Familial hypercholesterolaemia: a model of care for Australasia
journal contribution
posted on 2023-05-19, 07:41authored byWatts, GF, Sullivan, DR, Poplawski, N, van Bockxmeer, F, Hamilton-Craig, I, Clifton, PM, O'Brien, R, Bishop, W, George, P, Barter, PJ, Bates, T, Burnett, JR, Coakley, J, Davidson, P, Emery, J, Martin, A, Farid, W, Freeman, L, Geelhoed, E, Juniper, A, Kidd, A, Kostner, K, Krass, I, Livingston, M, Maxwell, S, O'Leary, P, Owaimrin, A, Redgrave, TG, Reid, N, Southwell, L, Suthers, G, Tonkin, A, Towler, S, Trent, R
Familial hypercholesterolaemia (FH) is a dominantly inherited disorder present from birth that causes marked elevation in plasma cholesterol and premature coronary heart disease. There are at least 45,000 people with FH in Australia and New Zealand, but the vast majority remains undetected and those diagnosed with the condition are inadequately treated. To bridge this major gap in coronary prevention the FH Australasia Network (Australian Atherosclerosis Society) has developed a consensus model of care (MoC) for FH. The MoC is based on clinical experience, expert opinion, published evidence and consultations with a wide spectrum of stakeholders, and has been developed for use primarily by specialist centres intending starting a clinical service for FH. This MoC aims to provide a standardised, high-quality and cost-effective system of care that is likely to have the highest impact on patient outcomes. The MoC for FH is presented as a series of recommendations and algorithms focusing on the standards required for the detection, diagnosis, assessment and management of FH in adults and children. The process involved in cascade screening and risk notification, the backbone for detecting new cases of FH, is detailed. Guidance on treatment is based on risk stratifying patients, management of non-cholesterol risk factors, safe and effective use of statins, and a rational approach to follow-up of patients.
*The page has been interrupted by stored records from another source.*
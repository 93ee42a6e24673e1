use std::collections::HashSet;

use crate::models::{degrees_to_units, Cell, LatLng, LatLngBounds};
use crate::MAX_VISIBILITY_RADIUS;

/// Grid index over the continuous map.
///
/// Converts coordinates to canonical cells, cells back to bounds, and remembers every cell it
/// has handed out. Cells are never forgotten except by [`Board::clear`].
#[derive(Debug, Clone)]
pub struct Board {
    tile_degrees: f64,
    tile_units: i64,
    visibility_radius: u32,
    known_cells: HashSet<Cell>,
}

impl Board {
    /// `tile_degrees` is expected to be a whole multiple of the grid precision
    /// (see `GameConfig::validate`); anything finer is treated as one grid unit. The radius is
    /// capped at [`MAX_VISIBILITY_RADIUS`].
    pub fn new(tile_degrees: f64, visibility_radius: u32) -> Self {
        if visibility_radius > MAX_VISIBILITY_RADIUS {
            log::warn!(
                "[Board] Visibility radius {} exceeds {}, capping",
                visibility_radius,
                MAX_VISIBILITY_RADIUS
            );
        }
        Self {
            tile_degrees,
            tile_units: degrees_to_units(tile_degrees).max(1),
            visibility_radius: visibility_radius.min(MAX_VISIBILITY_RADIUS),
            known_cells: HashSet::new(),
        }
    }

    pub fn tile_degrees(&self) -> f64 {
        self.tile_degrees
    }

    /// Returns the canonical cell for a cell value, recording it as known.
    pub fn canonical_cell(&mut self, cell: Cell) -> Cell {
        if self.known_cells.insert(cell) {
            log::debug!("[Board] Discovered cell {}", cell);
        }
        cell
    }

    /// Cell whose rounded corner matches `point`.
    pub fn cell_for_point(&mut self, point: LatLng) -> Cell {
        self.canonical_cell(Cell::from_degrees(point.lat, point.lng))
    }

    pub fn cell_bounds(&self, cell: &Cell) -> LatLngBounds {
        LatLngBounds {
            south_west: LatLng::new(cell.i(), cell.j()),
            north_east: LatLng::new(cell.i() + self.tile_degrees, cell.j() + self.tile_degrees),
        }
    }

    /// The Moore neighbourhood of `cell`, one tile away in every direction.
    ///
    /// Order: N, E, S, W, NE, NW, SE, SW.
    pub fn neighbors(&mut self, cell: &Cell) -> [Cell; 8] {
        let t = self.tile_units;
        let offsets = [(t, 0), (0, t), (-t, 0), (0, -t), (t, t), (t, -t), (-t, t), (-t, -t)];
        offsets.map(|(di, dj)| self.canonical_cell(cell.offset(di, dj)))
    }

    /// Every cell in the scan window around `point`: offsets `-radius..radius` tiles on each
    /// axis, upper bound exclusive, in row-major order.
    pub fn cells_near_point(&mut self, point: LatLng) -> Vec<Cell> {
        let origin = Cell::from_degrees(point.lat, point.lng);
        let radius = i64::from(self.visibility_radius);
        let t = self.tile_units;
        let side = usize::try_from(2 * radius).unwrap_or(0);
        let mut result = Vec::with_capacity(side.checked_mul(side).unwrap_or(0));
        for di in -radius..radius {
            for dj in -radius..radius {
                result.push(self.canonical_cell(origin.offset(di * t, dj * t)));
            }
        }
        result
    }

    pub fn is_known(&self, cell: &Cell) -> bool {
        self.known_cells.contains(cell)
    }

    pub fn known_cell_count(&self) -> usize {
        self.known_cells.len()
    }

    pub fn clear(&mut self) {
        self.known_cells.clear();
    }
}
Clinical and laboratory recommendations are given for genetic testing. An integrative system for providing best clinical care is described. This MoC for FH is not prescriptive and needs to be complemented by good clinical judgment and adjusted for local needs and resources. After initial implementation, the MoC will require critical evaluation, development and appropriate modification.